[Opening Records supplied section]

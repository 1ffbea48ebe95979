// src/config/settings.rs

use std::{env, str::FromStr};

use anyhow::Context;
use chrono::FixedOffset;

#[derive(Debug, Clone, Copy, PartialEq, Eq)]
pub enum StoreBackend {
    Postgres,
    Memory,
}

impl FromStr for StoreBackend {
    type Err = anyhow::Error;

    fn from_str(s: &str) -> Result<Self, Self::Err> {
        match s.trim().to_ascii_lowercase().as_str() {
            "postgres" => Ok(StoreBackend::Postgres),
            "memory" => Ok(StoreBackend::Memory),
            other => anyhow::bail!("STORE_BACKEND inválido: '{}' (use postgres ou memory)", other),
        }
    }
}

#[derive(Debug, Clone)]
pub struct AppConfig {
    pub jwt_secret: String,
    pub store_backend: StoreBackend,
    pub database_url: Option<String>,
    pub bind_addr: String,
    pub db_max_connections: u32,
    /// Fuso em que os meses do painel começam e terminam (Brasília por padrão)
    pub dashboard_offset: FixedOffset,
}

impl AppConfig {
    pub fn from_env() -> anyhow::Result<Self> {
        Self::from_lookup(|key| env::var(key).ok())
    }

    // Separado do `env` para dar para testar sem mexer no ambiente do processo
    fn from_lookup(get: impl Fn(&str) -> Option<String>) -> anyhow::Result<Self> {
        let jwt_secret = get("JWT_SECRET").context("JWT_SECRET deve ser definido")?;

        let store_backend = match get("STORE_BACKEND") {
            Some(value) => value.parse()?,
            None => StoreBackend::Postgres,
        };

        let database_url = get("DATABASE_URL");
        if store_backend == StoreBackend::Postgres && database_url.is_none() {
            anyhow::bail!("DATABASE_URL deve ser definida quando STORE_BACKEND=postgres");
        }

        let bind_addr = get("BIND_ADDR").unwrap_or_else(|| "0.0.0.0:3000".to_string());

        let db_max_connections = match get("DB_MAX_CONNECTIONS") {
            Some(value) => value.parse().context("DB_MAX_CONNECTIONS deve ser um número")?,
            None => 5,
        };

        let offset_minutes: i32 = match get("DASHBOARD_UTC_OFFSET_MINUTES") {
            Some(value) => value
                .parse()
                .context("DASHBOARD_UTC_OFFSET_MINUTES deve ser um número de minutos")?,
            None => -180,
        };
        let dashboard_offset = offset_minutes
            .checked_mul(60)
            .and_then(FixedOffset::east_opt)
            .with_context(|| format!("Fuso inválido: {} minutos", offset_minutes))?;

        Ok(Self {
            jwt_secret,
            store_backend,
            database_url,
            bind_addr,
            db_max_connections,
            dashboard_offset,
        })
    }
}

[Closing Records supplied section]

Aim of the exercise: Counting only lines that hold the string "match", give the number of such lines in the records. Write nothing else.

Result of this task: 4